EXERCISE OBJECTIVE
Quote exactly the lines running from the line with "use axum::Router;" to the end of the entries, including both, and nothing else.
** Opening INFORMATION SUPPLIED block **
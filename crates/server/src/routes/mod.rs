// crates/server/src/routes/mod.rs
//! API route handlers for the fintrack server.

pub mod health;
pub mod jobs;
pub mod observe;

use std::sync::Arc;

use axum::Router;

use crate::state::AppState;

/// Create the combined API router with all routes under /api prefix.
///
/// Routes:
/// - GET /api/health - Health check
/// - GET /api/jobs - List job summaries (`?server=` filters by origin tag)
/// - GET /api/jobs/{id} - Full job snapshot
/// - GET /api/jobs/{id}/tasks/{key} - One task by index or title
/// - GET /api/jobs/{id}/ws - WebSocket stream of job updates
pub fn api_routes(state: Arc<AppState>) -> Router {
    Router::new()
        .nest("/api", health::router())
        .nest("/api", jobs::router())
        .nest("/api", observe::router())
        .with_state(state)
}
** Closing INFORMATION SUPPLIED block **
TASK OUTPUT
use axum::Router;

use crate::state::AppState;

/// Create the combined API router with all routes under /api prefix.
///
/// Routes:
/// - GET /api/health - Health check
/// - GET /api/jobs - List job summaries (`?server=` filters by origin tag)
/// - GET /api/jobs/{id} - Full job snapshot
/// - GET /api/jobs/{id}/tasks/{key} - One task by index or title
/// - GET /api/jobs/{id}/ws - WebSocket stream of job updates
pub fn api_routes(state: Arc<AppState>) -> Router {
    Router::new()
        .nest("/api", health::router())
        .nest("/api", jobs::router())
        .nest("/api", observe::router())
        .with_state(state)
}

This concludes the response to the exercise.